//! Integration test: every catalogued model through the registry

use autoplan::plan::{ModelSpec, TaskKind};
use autoplan::training::{ModelRegistry, TrainingData, TrainingExecutor};
use ndarray::{Array1, Array2};
use std::sync::Arc;

fn create_regression_data() -> (Array2<f64>, Array1<f64>) {
    let x = Array2::from_shape_fn((60, 2), |(i, j)| {
        let t = i as f64 / 10.0;
        if j == 0 { t } else { (t * 1.3).cos() }
    });
    let y = x.rows().into_iter().map(|r| 0.5 * r[0] + 0.2 * r[1]).collect();
    (x, y)
}

fn create_classification_data() -> (Array2<f64>, Array1<f64>) {
    let x = Array2::from_shape_fn((60, 2), |(i, j)| {
        let offset = if i % 2 == 0 { 0.0 } else { 4.0 };
        offset + ((i * (j + 3)) as f64 * 0.61).sin() * 0.5
    });
    let y = (0..60).map(|i| (i % 2) as f64).collect();
    (x, y)
}

fn supervised(x: Array2<f64>, y: Array1<f64>) -> TrainingData {
    TrainingData::Supervised {
        x_train: x.clone(),
        y_train: y.clone(),
        x_test: x,
        y_test: y,
    }
}

fn executor() -> TrainingExecutor {
    TrainingExecutor::new(Arc::new(ModelRegistry::builtin()))
}

#[test]
fn test_all_regressors_fit_and_score() {
    let (x, y) = create_regression_data();
    let specs = vec![
        ModelSpec::new("LinearRegression"),
        ModelSpec::new("Ridge").with_param("alpha", 0.1),
        ModelSpec::new("Lasso").with_param("alpha", 0.001),
        ModelSpec::new("RandomForestRegressor")
            .with_param("n_estimators", 20)
            .with_param("random_state", 0),
        ModelSpec::new("GradientBoostingRegressor")
            .with_param("n_estimators", 50)
            .with_param("random_state", 0),
        ModelSpec::new("SVR").with_param("kernel", "linear").with_param("C", 10.0),
    ];
    let outcomes = executor().run(TaskKind::Regression, &specs, &supervised(x, y));

    assert_eq!(outcomes.len(), specs.len());
    for outcome in &outcomes {
        assert!(outcome.is_success(), "{}: {:?}", outcome.model_name, outcome.error);
        let r2 = outcome.score.value().unwrap();
        assert!(r2 > 0.8, "{} scored {}", outcome.model_name, r2);
    }
}

#[test]
fn test_all_classifiers_fit_and_score() {
    let (x, y) = create_classification_data();
    let specs = vec![
        ModelSpec::new("LogisticRegression"),
        ModelSpec::new("RandomForestClassifier")
            .with_param("n_estimators", 20)
            .with_param("random_state", 0),
        ModelSpec::new("GradientBoostingClassifier")
            .with_param("n_estimators", 30)
            .with_param("random_state", 0),
        ModelSpec::new("SVC"),
        ModelSpec::new("KNeighborsClassifier"),
    ];
    let outcomes = executor().run(TaskKind::Classification, &specs, &supervised(x, y));

    for outcome in &outcomes {
        assert!(outcome.is_success(), "{}: {:?}", outcome.model_name, outcome.error);
        let accuracy = outcome.score.value().unwrap();
        assert!(accuracy >= 0.95, "{} scored {}", outcome.model_name, accuracy);
    }
}

#[test]
fn test_all_clusterers_fit() {
    let (x, _) = create_classification_data();
    let specs = vec![
        ModelSpec::new("KMeans").with_param("n_clusters", 2).with_param("random_state", 3),
        ModelSpec::new("DBSCAN").with_param("eps", 1.0).with_param("min_samples", 3),
        ModelSpec::new("AgglomerativeClustering").with_param("linkage", "average"),
    ];
    let outcomes = executor().run(TaskKind::Clustering, &specs, &TrainingData::Unsupervised { x });

    assert!(outcomes.iter().all(|o| o.is_success()));
    assert!(outcomes[0].score.value().is_some());
    assert!(outcomes[1].score.value().is_none());
    assert!(outcomes[2].score.value().is_none());
}

#[test]
fn test_registry_names_match_catalogue() {
    let registry = ModelRegistry::builtin();
    assert_eq!(
        registry.names(TaskKind::Clustering),
        vec!["AgglomerativeClustering", "DBSCAN", "KMeans"]
    );
    assert!(registry.resolve(TaskKind::Classification, "SVR").is_err());
    assert!(registry.resolve(TaskKind::Regression, "SVR").is_ok());
}

#[test]
fn test_conventional_hyperparameter_names_accepted() {
    let registry = ModelRegistry::builtin();
    let specs = [
        (TaskKind::Classification, ModelSpec::new("LogisticRegression").with_param("max_iter", 500).with_param("C", 0.5)),
        (TaskKind::Classification, ModelSpec::new("SVC").with_param("gamma", "auto").with_param("probability", true)),
        (TaskKind::Classification, ModelSpec::new("KNeighborsClassifier").with_param("weights", "distance")),
        (TaskKind::Regression, ModelSpec::new("RandomForestRegressor").with_param("max_features", "sqrt")),
        (TaskKind::Clustering, ModelSpec::new("KMeans").with_param("init", "k-means++").with_param("n_init", 3)),
    ];
    for (task, spec) in specs {
        assert!(registry.construct(task, &spec).is_ok(), "{}", spec.model_name);
    }
}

• Work item
Tally the lines of the listing in which the string "specs" appears, and state the tally alone.

• Output for this exercise
9